- EXERCISE GOAL: Below are some records; output exactly the lines from the line with "PeriodScope::Bounded(window)" to the line with "has no predecessor.", both ends kept, and nothing more.

[Data entries]
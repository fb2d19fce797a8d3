use chrono::{
    DateTime, Datelike, LocalResult, Months, NaiveDate, NaiveDateTime, NaiveTime, Offset, TimeDelta, TimeZone, Utc,
};

use crate::domains::period::types::{Period, PeriodScope, PeriodWindow};

/// Gaps in local time (DST) are scanned in steps of this size.
const GAP_STEP_MINUTES: i64 = 15;
const GAP_MAX_STEPS: i64 = 24 * 60 / GAP_STEP_MINUTES;

/// Resolve the window of `period` that contains `now`, with calendar
/// boundaries taken in `tz`.
///
/// `AllTime` is `PeriodScope::Unbounded`; callers must not substitute an
/// artificial wide range for it.
pub fn window_for<Tz: TimeZone>(period: Period, now: DateTime<Utc>, tz: &Tz) -> PeriodScope {
    let Some(months) = period.months() else {
        return PeriodScope::Unbounded;
    };
    let (local_date, saturated) = match local_date(now, tz) {
        Some(date) => (date, false),
        None => (saturated_date(now, tz), true),
    };
    let window = window_from_start(bucket_start(local_date, months), months, tz);
    if saturated {
        // The local calendar has run out; stretch the window to keep `now` inside it
        return PeriodScope::Bounded(PeriodWindow::new(window.start().min(now), window.end().max(now)));
    }
    PeriodScope::Bounded(window)
}

/// The window immediately preceding the current one at the same granularity.
///
/// Uses calendar subtraction: the month before January is December of the
/// prior year. `AllTime` has no predecessor.
pub fn previous_period<Tz: TimeZone>(period: Period, now: DateTime<Utc>, tz: &Tz) -> Option<PeriodWindow> {
    let months = period.months()?;
    let local_date = local_date(now, tz).unwrap_or_else(|| saturated_date(now, tz));
    let current_start = bucket_start(local_date, months);

    match current_start.checked_sub_months(Months::new(months)) {
        Some(previous_start) => Some(window_from_start(previous_start, months, tz)),
        None => {
            // Before the first representable period: clamp to the range floor
            let end = just_before(local_midnight(current_start, tz));
            Some(PeriodWindow::new(DateTime::<Utc>::MIN_UTC, end.max(DateTime::<Utc>::MIN_UTC)))
        }
    }
}

/// Window covering one calendar month of `year`, `month` being 1-based.
pub fn month_window<Tz: TimeZone>(year: i32, month: u32, tz: &Tz) -> Option<PeriodWindow> {
    let start = NaiveDate::from_ymd_opt(year, month, 1)?;
    Some(window_from_start(start, 1, tz))
}

/// Window covering the whole calendar `year`.
pub fn year_window<Tz: TimeZone>(year: i32, tz: &Tz) -> Option<PeriodWindow> {
    let start = NaiveDate::from_ymd_opt(year, 1, 1)?;
    Some(window_from_start(start, 12, tz))
}

/// Calendar date of `now` in `tz`, or `None` when it lies outside chrono's range.
fn local_date<Tz: TimeZone>(now: DateTime<Utc>, tz: &Tz) -> Option<NaiveDate> {
    let utc = now.naive_utc();
    let offset = tz.offset_from_utc_datetime(&utc).fix();
    utc.checked_add_offset(offset).map(|local| local.date())
}

/// The representable date nearest to an out-of-range local date.
fn saturated_date<Tz: TimeZone>(now: DateTime<Utc>, tz: &Tz) -> NaiveDate {
    let offset = tz.offset_from_utc_datetime(&now.naive_utc()).fix();
    if offset.local_minus_utc() > 0 {
        NaiveDate::MAX
    } else {
        NaiveDate::MIN
    }
}

/// First day of the `months`-long block containing `date`.
///
/// Blocks are aligned to January: quarters are Jan-Mar, Apr-Jun, Jul-Sep, Oct-Dec.
fn bucket_start(date: NaiveDate, months: u32) -> NaiveDate {
    let block_month0 = date.month0() / months * months;
    NaiveDate::from_ymd_opt(date.year(), block_month0 + 1, 1).unwrap_or(date)
}

fn window_from_start<Tz: TimeZone>(start: NaiveDate, months: u32, tz: &Tz) -> PeriodWindow {
    let start_instant = local_midnight(start, tz);
    let end_instant = start
        .checked_add_months(Months::new(months))
        .map(|next| just_before(local_midnight(next, tz)))
        .unwrap_or(DateTime::<Utc>::MAX_UTC);
    PeriodWindow::new(start_instant, end_instant.max(start_instant))
}

/// Last representable instant before `instant`.
fn just_before(instant: DateTime<Utc>) -> DateTime<Utc> {
    instant
        .checked_sub_signed(TimeDelta::nanoseconds(1))
        .unwrap_or(DateTime::<Utc>::MIN_UTC)
}

/// The UTC instant of local midnight starting `date` in `tz`.
fn local_midnight<Tz: TimeZone>(date: NaiveDate, tz: &Tz) -> DateTime<Utc> {
    resolve_local(date.and_time(NaiveTime::MIN), tz)
}

/// Map a local wall-clock time to an instant.
///
/// Ambiguous times take the earlier instant; times inside a gap move forward
/// to the first valid local time.
fn resolve_local<Tz: TimeZone>(naive: NaiveDateTime, tz: &Tz) -> DateTime<Utc> {
    for step in 0..=GAP_MAX_STEPS {
        let Some(candidate) = naive.checked_add_signed(TimeDelta::minutes(step * GAP_STEP_MINUTES)) else {
            break;
        };
        match tz.from_local_datetime(&candidate) {
            LocalResult::Single(local) => return local.with_timezone(&Utc),
            LocalResult::Ambiguous(earliest, _) => return earliest.with_timezone(&Utc),
            LocalResult::None => continue,
        }
    }
    // Only reachable at the edges of chrono's range
    Utc.from_utc_datetime(&naive)
}

#[cfg(test)]
mod tests {
    use super::*;
    use chrono::FixedOffset;

    fn utc(s: &str) -> DateTime<Utc> {
        DateTime::parse_from_rfc3339(s).unwrap().with_timezone(&Utc)
    }

    fn bounded(scope: PeriodScope) -> PeriodWindow {
        *scope.window().expect("expected a bounded window")
    }

    #[test]
    fn test_month_window_is_inclusive_calendar_month() {
        let window = bounded(window_for(Period::Month, utc("2025-03-15T10:00:00Z"), &Utc));
        assert_eq!(window.start(), utc("2025-03-01T00:00:00Z"));
        assert_eq!(window.end(), utc("2025-03-31T23:59:59.999999999Z"));
        assert!(window.contains(utc("2025-03-31T23:59:59.999Z")));
        assert!(!window.contains(utc("2025-04-01T00:00:00Z")));
        assert!(!window.contains(utc("2025-02-28T23:59:59.999999999Z")));
    }

    #[test]
    fn test_quarter_blocks() {
        let cases = [
            ("2025-01-01T00:00:00Z", "2025-01-01T00:00:00Z", "2025-03-31T23:59:59.999999999Z"),
            ("2025-05-20T12:00:00Z", "2025-04-01T00:00:00Z", "2025-06-30T23:59:59.999999999Z"),
            ("2025-08-10T08:00:00Z", "2025-07-01T00:00:00Z", "2025-09-30T23:59:59.999999999Z"),
            ("2025-12-31T23:59:59Z", "2025-10-01T00:00:00Z", "2025-12-31T23:59:59.999999999Z"),
        ];
        for (now, start, end) in cases {
            let window = bounded(window_for(Period::Quarter, utc(now), &Utc));
            assert_eq!(window.start(), utc(start), "start for {}", now);
            assert_eq!(window.end(), utc(end), "end for {}", now);
        }
    }

    #[test]
    fn test_year_window() {
        let window = bounded(window_for(Period::Year, utc("2024-06-30T00:00:00Z"), &Utc));
        assert_eq!(window.start(), utc("2024-01-01T00:00:00Z"));
        assert_eq!(window.end(), utc("2024-12-31T23:59:59.999999999Z"));
    }

    #[test]
    fn test_all_time_is_unbounded() {
        let scope = window_for(Period::AllTime, utc("2025-03-15T10:00:00Z"), &Utc);
        assert_eq!(scope, PeriodScope::Unbounded);
        assert!(scope.contains(DateTime::<Utc>::MIN_UTC));
        assert!(previous_period(Period::AllTime, utc("2025-03-15T10:00:00Z"), &Utc).is_none());
    }

    #[test]
    fn test_previous_month_wraps_year() {
        let previous = previous_period(Period::Month, utc("2025-01-10T00:00:00Z"), &Utc).unwrap();
        assert_eq!(previous.start(), utc("2024-12-01T00:00:00Z"));
        assert_eq!(previous.end(), utc("2024-12-31T23:59:59.999999999Z"));
    }

    #[test]
    fn test_previous_month_is_calendar_aware() {
        // 31st of March: a 30-day offset would land in March again
        let previous = previous_period(Period::Month, utc("2024-03-31T12:00:00Z"), &Utc).unwrap();
        assert_eq!(previous.start(), utc("2024-02-01T00:00:00Z"));
        assert_eq!(previous.end(), utc("2024-02-29T23:59:59.999999999Z"));
    }

    #[test]
    fn test_previous_quarter_and_year() {
        let previous = previous_period(Period::Quarter, utc("2025-02-01T00:00:00Z"), &Utc).unwrap();
        assert_eq!(previous.start(), utc("2024-10-01T00:00:00Z"));
        let previous = previous_period(Period::Year, utc("2025-02-01T00:00:00Z"), &Utc).unwrap();
        assert_eq!(previous.start(), utc("2024-01-01T00:00:00Z"));
        assert_eq!(previous.end(), utc("2024-12-31T23:59:59.999999999Z"));
    }

    #[test]
    fn test_boundaries_follow_supplied_offset() {
        let plus_two = FixedOffset::east_opt(2 * 3600).unwrap();
        // Already April in +02:00
        let now = utc("2025-03-31T23:30:00Z");
        let window = bounded(window_for(Period::Month, now, &plus_two));
        assert_eq!(window.start(), utc("2025-03-31T22:00:00Z"));
        assert_eq!(window.end(), utc("2025-04-30T21:59:59.999999999Z"));

        // Same instant in UTC is still March
        let window = bounded(window_for(Period::Month, now, &Utc));
        assert_eq!(window.start(), utc("2025-03-01T00:00:00Z"));
    }

    #[test]
    fn test_month_and_year_windows() {
        let window = month_window(2025, 2, &Utc).unwrap();
        assert_eq!(window.end(), utc("2025-02-28T23:59:59.999999999Z"));
        assert!(month_window(2025, 13, &Utc).is_none());

        let year = year_window(2025, &Utc).unwrap();
        assert_eq!(year.start(), month_window(2025, 1, &Utc).unwrap().start());
        assert_eq!(year.end(), month_window(2025, 12, &Utc).unwrap().end());
    }

    #[test]
    fn test_window_saturates_at_range_end() {
        let window = bounded(window_for(Period::Year, DateTime::<Utc>::MAX_UTC, &Utc));
        assert_eq!(window.end(), DateTime::<Utc>::MAX_UTC);
        assert!(window.contains(DateTime::<Utc>::MAX_UTC));
    }

    #[test]
    fn test_window_saturates_with_positive_offset() {
        let plus_five = FixedOffset::east_opt(5 * 3600).unwrap();
        let now = DateTime::<Utc>::MAX_UTC;

        let window = bounded(window_for(Period::Month, now, &plus_five));
        assert!(window.start() <= window.end());
        assert_eq!(window.end(), DateTime::<Utc>::MAX_UTC);
        assert!(window.contains(now));

        let previous = previous_period(Period::Month, now, &plus_five).unwrap();
        assert!(previous.start() <= previous.end());
        assert!(previous.end() < window.start());
    }

    #[test]
    fn test_previous_period_saturates_with_negative_offset() {
        let minus_five = FixedOffset::west_opt(5 * 3600).unwrap();
        let now = DateTime::<Utc>::MIN_UTC;

        let previous = previous_period(Period::Month, now, &minus_five).unwrap();
        assert_eq!(previous.start(), DateTime::<Utc>::MIN_UTC);
        assert!(previous.start() <= previous.end());

        let window = bounded(window_for(Period::Month, now, &minus_five));
        assert_eq!(window.start(), DateTime::<Utc>::MIN_UTC);
        assert!(window.contains(now));
        assert!(window.start() <= window.end());
    }

    #[test]
    fn test_period_from_str_accepts_screen_labels() {
        assert_eq!(Period::from_str("This Month"), Some(Period::Month));
        assert_eq!(Period::from_str("this quarter"), Some(Period::Quarter));
        assert_eq!(Period::from_str("All Time"), Some(Period::AllTime));
        assert_eq!(Period::from_str("year"), Some(Period::Year));
        assert_eq!(Period::from_str("fortnight"), None);
    }
}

- ANSWER SPACE:
    PeriodScope::Bounded(window)
}

/// The window immediately preceding the current one at the same granularity.
///
/// Uses calendar subtraction: the month before January is December of the
/// prior year. `AllTime` has no predecessor.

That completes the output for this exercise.